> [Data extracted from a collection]
■ ■ ■ ■ ■ ■ ■

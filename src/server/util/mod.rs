pub mod parse;
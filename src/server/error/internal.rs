use thiserror::Error;

/// Internal failures that indicate misconfiguration or bugs rather than bad input.
///
/// All variants result in a 500 Internal Server Error with a generic message returned to the
/// client.
#[derive(Error, Debug)]
pub enum InternalError {
    /// Argon2 failed to hash a secret or the stored hash is malformed.
    #[error("Password hashing failed: {0}")]
    PasswordHash(String),

    /// A stored user role is not one of the known roles.
    #[error("Unknown role '{0}' stored for user")]
    InvalidRole(String),

    /// Signing a JWT failed.
    #[error("Failed to encode token: {0}")]
    TokenEncode(#[source] jsonwebtoken::errors::Error),

    /// The Google service account credentials were rejected while building an access token.
    #[error("Google service account error: {0}")]
    ServiceAccount(String),
}
/// Transcribe an episode's audio and store the text as its content.
///
/// # Access Control
/// - `Admin`
///
/// # Returns
/// - `200 OK` - The episode with its transcript
/// - `400 Bad Request` - The episode has no audio url
/// - `502 Bad Gateway` - Transcription provider failed
/// - `503 Service Unavailable` - Transcription not configured
#[utoipa::path(
    post,
    path = "/api/episodes/{id}/transcribe",
    tag = EPISODE_TAG,
    security(("bearer" = [])),
    params(("id" = i32, Path, description = "Episode ID")),
    responses(
        (status = 200, description = "Episode transcribed", body = EpisodeDto),
        (status = 400, description = "Episode has no audio url", body = ErrorDto),
        (status = 401, description = "Not authenticated", body = ErrorDto),
        (status = 403, description = "Not an admin", body = ErrorDto),
        (status = 404, description = "Episode not found", body = ErrorDto),
        (status = 502, description = "Transcription failed", body = ErrorDto),
        (status = 503, description = "Transcription not configured", body = ErrorDto),
        (status = 500, description = "Internal server error", body = ErrorDto)
    ),
)]
pub async fn transcribe_episode(
    State(state): State<AppState>,
    headers: HeaderMap,
    Path(id): Path<i32>,
) -> Result<impl IntoResponse, AppError> {
    let _ = AuthGuard::new(&state.db, &state.tokens, &headers)
        .require(&[Permission::Admin])
        .await?;

    let episode = TranscriptionService::new(&state.db, state.transcriber.as_deref())
        .transcribe_episode(id)
        .await?;

    match episode {
        Some(episode) => Ok((StatusCode::OK, Json(episode.into_dto()))),
        None => Err(episode_not_found()),
    }
}

/// Update an episode. Omitted fields are left unchanged.
///
/// # Access Control
/// - `Admin`
#[utoipa::path(
    patch,
    path = "/api/episodes/{id}",
    tag = EPISODE_TAG,
    security(("bearer" = [])),
    params(("id" = i32, Path, description = "Episode ID")),
    request_body = UpdateEpisodeDto,
    responses(
        (status = 200, description = "Episode updated", body = EpisodeDto),
        (status = 400, description = "Invalid episode data", body = ErrorDto),
        (status = 401, description = "Not authenticated", body = ErrorDto),
        (status = 403, description = "Not an admin", body = ErrorDto),
        (status = 404, description = "Episode or chapter not found", body = ErrorDto),
        (status = 500, description = "Internal server error", body = ErrorDto)
    ),
)]
pub async fn update_episode(
    State(state): State<AppState>,
    headers: HeaderMap,
    Path(id): Path<i32>,
    Json(payload): Json<UpdateEpisodeDto>,
) -> Result<impl IntoResponse, AppError> {
    let _ = AuthGuard::new(&state.db, &state.tokens, &headers)
        .require(&[Permission::Admin])
        .await?;

    payload.validate()?;

    let episode = EpisodeService::new(&state.db)
        .update(UpdateEpisodeParams::from_dto(id, payload))
        .await?;

    match episode {
        Some(episode) => Ok((StatusCode::OK, Json(episode.into_dto()))),
        None => Err(episode_not_found()),
    }
}

/// # Access Control
/// - `Admin`
#[utoipa::path(
    delete,
    path = "/api/episodes/{id}",
    tag = EPISODE_TAG,
    security(("bearer" = [])),
    params(("id" = i32, Path, description = "Episode ID")),
    responses(
        (status = 204, description = "Episode deleted"),
        (status = 401, description = "Not authenticated", body = ErrorDto),
        (status = 403, description = "Not an admin", body = ErrorDto),
        (status = 404, description = "Episode not found", body = ErrorDto),
        (status = 500, description = "Internal server error", body = ErrorDto)
    ),
)]
pub async fn delete_episode(
    State(state): State<AppState>,
    headers: HeaderMap,
    Path(id): Path<i32>,
) -> Result<impl IntoResponse, AppError> {
    let _ = AuthGuard::new(&state.db, &state.tokens, &headers)
        .require(&[Permission::Admin])
        .await?;

    if EpisodeService::new(&state.db).delete(id).await? {
        Ok(StatusCode::NO_CONTENT)
    } else {
        Err(episode_not_found())
    }
}
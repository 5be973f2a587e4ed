use axum::http::{header::AUTHORIZATION, HeaderMap, HeaderValue};
use chrono::Duration;
use test_utils::{builder::TestBuilder, factory};

use crate::server::{
    error::{auth::AuthError, AppError},
    middleware::auth::{bearer_token, AuthGuard, Permission},
    service::auth::token::TokenService,
};

mod bearer;
mod require;

fn tokens() -> TokenService {
    TokenService::new("access", Duration::minutes(15), "refresh", Duration::days(7))
}

fn headers_with(value: &str) -> HeaderMap {
    let mut headers = HeaderMap::new();
    headers.insert(AUTHORIZATION, HeaderValue::from_str(value).unwrap());
    headers
}
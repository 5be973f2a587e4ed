use sea_orm_migration::{prelude::*, schema::*};

use super::{
    m20260901_000001_create_user_table::User, m20260901_000005_create_episode_table::Episode,
};

#[derive(DeriveMigrationName)]
pub struct Migration;

#[async_trait::async_trait]
impl MigrationTrait for Migration {
    async fn up(&self, manager: &SchemaManager) -> Result<(), DbErr> {
        manager
            .create_table(
                Table::create()
                    .table(UserFavoriteEpisode::Table)
                    .if_not_exists()
                    .col(integer(UserFavoriteEpisode::UserId))
                    .col(integer(UserFavoriteEpisode::EpisodeId))
                    .col(
                        timestamp_with_time_zone(UserFavoriteEpisode::CreatedAt)
                            .default(Expr::current_timestamp())
                            .not_null(),
                    )
                    .primary_key(
                        Index::create()
                            .col(UserFavoriteEpisode::UserId)
                            .col(UserFavoriteEpisode::EpisodeId),
                    )
                    .foreign_key(
                        ForeignKey::create()
                            .name("fk_user_favorite_episode_user_id")
                            .from(UserFavoriteEpisode::Table, UserFavoriteEpisode::UserId)
                            .to(User::Table, User::Id)
                            .on_delete(ForeignKeyAction::Cascade)
                            .on_update(ForeignKeyAction::Cascade),
                    )
                    .foreign_key(
                        ForeignKey::create()
                            .name("fk_user_favorite_episode_episode_id")
                            .from(UserFavoriteEpisode::Table, UserFavoriteEpisode::EpisodeId)
                            .to(Episode::Table, Episode::Id)
                            .on_delete(ForeignKeyAction::Cascade)
                            .on_update(ForeignKeyAction::Cascade),
                    )
                    .to_owned(),
            )
            .await
    }

    async fn down(&self, manager: &SchemaManager) -> Result<(), DbErr> {
        manager
            .drop_table(Table::drop().table(UserFavoriteEpisode::Table).to_owned())
            .await
    }
}

#[derive(DeriveIden)]
pub enum UserFavoriteEpisode {
    Table,
    UserId,
    EpisodeId,
    CreatedAt,
}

■ ■ ■ ■ ■ ■ ■

The reply should hold only the lines from the top of the records through the line that has "- Transcription not configured", each one exact.

filename src/server/util/mod.rs
pub mod parse;
filename src/server/error/internal.rs
use thiserror::Error;

/// Internal failures that indicate misconfiguration or bugs rather than bad input.
///
/// All variants result in a 500 Internal Server Error with a generic message returned to the
/// client.
#[derive(Error, Debug)]
pub enum InternalError {
    /// Argon2 failed to hash a secret or the stored hash is malformed.
    #[error("Password hashing failed: {0}")]
    PasswordHash(String),

    /// A stored user role is not one of the known roles.
    #[error("Unknown role '{0}' stored for user")]
    InvalidRole(String),

    /// Signing a JWT failed.
    #[error("Failed to encode token: {0}")]
    TokenEncode(#[source] jsonwebtoken::errors::Error),

    /// The Google service account credentials were rejected while building an access token.
    #[error("Google service account error: {0}")]
    ServiceAccount(String),
}
/// Transcribe an episode's audio and store the text as its content.
///
/// # Access Control
/// - `Admin`
///
/// # Returns
/// - `200 OK` - The episode with its transcript
/// - `400 Bad Request` - The episode has no audio url
/// - `502 Bad Gateway` - Transcription provider failed
/// - `503 Service Unavailable` - Transcription not configured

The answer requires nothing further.